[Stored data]

------------

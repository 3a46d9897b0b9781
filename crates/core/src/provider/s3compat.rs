//! Generic S3-compatible provider: all upload policy over an
//! [`ObjectTransport`].

use std::sync::Arc;
use std::time::{Duration, Instant};

use async_trait::async_trait;
use chrono::Utc;
use tokio::io::AsyncReadExt;
use tracing::{debug, warn};

use super::body::UploadBody;
use super::error::ProviderError;
use super::transport::{CompletedPart, ObjectTransport, PutOptions, PutOutcome};
use super::types::{ObjectInfo, ProgressFn, S3Config, UploadOptions, UploadResult};
use super::S3Provider;
use crate::context::OpContext;
use crate::encoding::decode_payload;

const READ_CHUNK: usize = 64 * 1024;

/// Provider implementation shared by every S3-compatible tag.
pub struct S3CompatProvider {
    transport: Arc<dyn ObjectTransport>,
    config: S3Config,
}

impl S3CompatProvider {
    pub fn new(config: S3Config, transport: Arc<dyn ObjectTransport>) -> Self {
        Self { transport, config }
    }

    pub fn config(&self) -> &S3Config {
        &self.config
    }

    fn label(&self) -> &'static str {
        self.config.provider.as_str()
    }

    fn put_options(opts: &UploadOptions) -> PutOptions {
        PutOptions {
            content_type: opts.content_type.clone(),
            metadata: opts.metadata.clone(),
            public: opts.public,
            storage_class: opts.storage_class.clone(),
        }
    }

    fn build_result(&self, key: &str, outcome: PutOutcome, opts: &UploadOptions, start: Instant) -> UploadResult {
        let expires_at = if opts.expiration_days > 0 {
            Some(Utc::now() + chrono::Duration::days(i64::from(opts.expiration_days)))
        } else {
            None
        };

        UploadResult {
            key: key.to_string(),
            public_url: self.public_url(key),
            size: outcome.size,
            etag: outcome.etag,
            version_id: outcome.version_id,
            expires_at,
            provider: self.label().to_string(),
            processing_time: start.elapsed(),
        }
    }

    /// Drain the body, reporting progress per chunk.
    async fn read_all(
        body: &mut UploadBody,
        size_hint: u64,
        progress: Option<&ProgressFn>,
    ) -> std::io::Result<Vec<u8>> {
        let mut data = Vec::with_capacity(size_hint.min(64 * 1024 * 1024) as usize);
        let mut chunk = vec![0u8; READ_CHUNK];
        let mut total: u64 = 0;

        loop {
            let n = body.read(&mut chunk).await?;
            if n == 0 {
                break;
            }
            data.extend_from_slice(&chunk[..n]);
            total += n as u64;
            if let Some(callback) = progress {
                callback(total, size_hint);
            }
        }
        Ok(data)
    }

    /// Read up to `chunk_size` bytes; a short result marks EOF.
    async fn read_chunk(body: &mut UploadBody, chunk_size: usize) -> std::io::Result<Vec<u8>> {
        let mut data = Vec::with_capacity(chunk_size);
        let mut scratch = vec![0u8; READ_CHUNK];

        while data.len() < chunk_size {
            let want = (chunk_size - data.len()).min(scratch.len());
            let n = body.read(&mut scratch[..want]).await?;
            if n == 0 {
                break;
            }
            data.extend_from_slice(&scratch[..n]);
        }
        Ok(data)
    }

    fn io_error(&self, operation: &str, key: &str, err: std::io::Error) -> ProviderError {
        ProviderError::operation(
            self.label(),
            operation,
            key,
            ProviderError::Network(err.to_string()),
        )
    }
}

#[async_trait]
impl S3Provider for S3CompatProvider {
    fn name(&self) -> &str {
        self.label()
    }

    async fn upload(
        &self,
        ctx: &OpContext,
        key: &str,
        mut body: UploadBody,
        size: u64,
        opts: UploadOptions,
    ) -> Result<UploadResult, ProviderError> {
        if size >= self.config.multipart_threshold {
            return self.multipart_upload(ctx, key, body, opts).await;
        }

        let start = Instant::now();
        let put_opts = Self::put_options(&opts);
        let retries = self.config.retry_count;

        let mut attempt: u32 = 0;
        loop {
            if attempt > 0 {
                // Rewind the source so the retry re-reads from zero.
                match body.rewind().await {
                    Ok(true) => {
                        if let Some(callback) = &opts.progress {
                            callback(0, size);
                        }
                    }
                    Ok(false) => {
                        return Err(ProviderError::operation(
                            self.label(),
                            "upload",
                            key,
                            ProviderError::NotRewindable,
                        ))
                    }
                    Err(err) => return Err(self.io_error("upload", key, err)),
                }
            }

            let data = Self::read_all(&mut body, size, opts.progress.as_ref())
                .await
                .map_err(|err| self.io_error("upload", key, err))?;

            let attempt_ctx = ctx.child_with_timeout(self.config.upload_timeout());
            match self
                .transport
                .put_object(&attempt_ctx, key, data, &put_opts)
                .await
            {
                Ok(outcome) => {
                    debug!(key, size = outcome.size, attempt, "object stored");
                    return Ok(self.build_result(key, outcome, &opts, start));
                }
                Err(err) => {
                    if !err.is_retryable() || attempt == retries {
                        return Err(ProviderError::operation(self.label(), "upload", key, err));
                    }
                    if !body.is_seekable() {
                        // Retry needs a rewindable source; surface the
                        // first error instead.
                        return Err(ProviderError::operation(self.label(), "upload", key, err));
                    }

                    warn!(key, attempt, %err, "upload attempt failed, retrying");
                    attempt += 1;
                    let backoff = Duration::from_secs(u64::from(attempt));
                    if ctx.run(tokio::time::sleep(backoff)).await.is_err() {
                        return Err(ProviderError::operation(
                            self.label(),
                            "upload",
                            key,
                            ctx.check().unwrap_err().into(),
                        ));
                    }
                }
            }
        }
    }

    async fn multipart_upload(
        &self,
        ctx: &OpContext,
        key: &str,
        mut body: UploadBody,
        opts: UploadOptions,
    ) -> Result<UploadResult, ProviderError> {
        let start = Instant::now();
        let put_opts = Self::put_options(&opts);
        let chunk_size = if opts.chunk_size > 0 {
            opts.chunk_size
        } else {
            self.config.chunk_size
        } as usize;

        let upload_id = self
            .transport
            .create_multipart(ctx, key, &put_opts)
            .await
            .map_err(|err| {
                ProviderError::operation(self.label(), "multipart_upload", key, err)
            })?;

        let mut parts: Vec<CompletedPart> = Vec::new();
        let mut part_number: u32 = 1;
        let mut transferred: u64 = 0;

        loop {
            let chunk = match Self::read_chunk(&mut body, chunk_size).await {
                Ok(chunk) => chunk,
                Err(err) => {
                    let _ = self.transport.abort_multipart(ctx, key, &upload_id).await;
                    return Err(self.io_error("multipart_upload", key, err));
                }
            };

            let eof = chunk.len() < chunk_size;
            if chunk.is_empty() {
                break;
            }

            transferred += chunk.len() as u64;
            match self
                .transport
                .upload_part(ctx, key, &upload_id, part_number, chunk)
                .await
            {
                Ok(part) => {
                    if let Some(callback) = &opts.progress {
                        // Total is unknown while streaming parts.
                        callback(transferred, 0);
                    }
                    parts.push(part);
                    part_number += 1;
                }
                Err(err) => {
                    warn!(key, part_number, %err, "part failed, aborting multipart upload");
                    let _ = self.transport.abort_multipart(ctx, key, &upload_id).await;
                    return Err(ProviderError::operation(
                        self.label(),
                        "multipart_upload",
                        key,
                        err,
                    ));
                }
            }

            if eof {
                break;
            }
        }

        match self
            .transport
            .complete_multipart(ctx, key, &upload_id, &parts)
            .await
        {
            Ok(outcome) => {
                debug!(key, parts = parts.len(), size = outcome.size, "multipart upload complete");
                Ok(self.build_result(key, outcome, &opts, start))
            }
            Err(err) => {
                let _ = self.transport.abort_multipart(ctx, key, &upload_id).await;
                Err(ProviderError::operation(
                    self.label(),
                    "multipart_upload",
                    key,
                    err,
                ))
            }
        }
    }

    async fn upload_base64(
        &self,
        ctx: &OpContext,
        key: &str,
        data: &str,
        mut opts: UploadOptions,
    ) -> Result<UploadResult, ProviderError> {
        let (mime, bytes) = decode_payload(data).map_err(|err| {
            ProviderError::operation(
                self.label(),
                "decode_base64",
                key,
                ProviderError::InvalidBase64(err),
            )
        })?;

        // The data URL's MIME wins only when the caller left the
        // content type at its default.
        if let Some(mime) = mime {
            if opts.content_type.is_empty()
                || opts.content_type == "application/octet-stream"
            {
                opts.content_type = mime;
            }
        }

        let size = bytes.len() as u64;
        self.upload(ctx, key, UploadBody::from_bytes(bytes), size, opts)
            .await
    }

    fn public_url(&self, key: &str) -> String {
        self.config.public_url(key)
    }

    async fn delete_object(&self, ctx: &OpContext, key: &str) -> Result<(), ProviderError> {
        self.transport
            .delete_object(ctx, key)
            .await
            .map_err(|err| ProviderError::operation(self.label(), "delete", key, err))
    }

    async fn object_info(&self, ctx: &OpContext, key: &str) -> Result<ObjectInfo, ProviderError> {
        self.transport
            .head_object(ctx, key)
            .await
            .map_err(|err| ProviderError::operation(self.label(), "stat_object", key, err))
    }

    async fn health_check(&self, ctx: &OpContext) -> Result<(), ProviderError> {
        let exists = self
            .transport
            .bucket_exists(ctx)
            .await
            .map_err(|err| ProviderError::operation(self.label(), "health_check", "", err))?;

        if !exists {
            return Err(ProviderError::operation(
                self.label(),
                "health_check",
                "",
                ProviderError::BucketNotFound,
            ));
        }
        Ok(())
    }
}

------------

Work to be completed:
Reproduce each line of the data containing the word "transferred".

Solution to this exercise:
        let mut transferred: u64 = 0;
            transferred += chunk.len() as u64;
                        callback(transferred, 0);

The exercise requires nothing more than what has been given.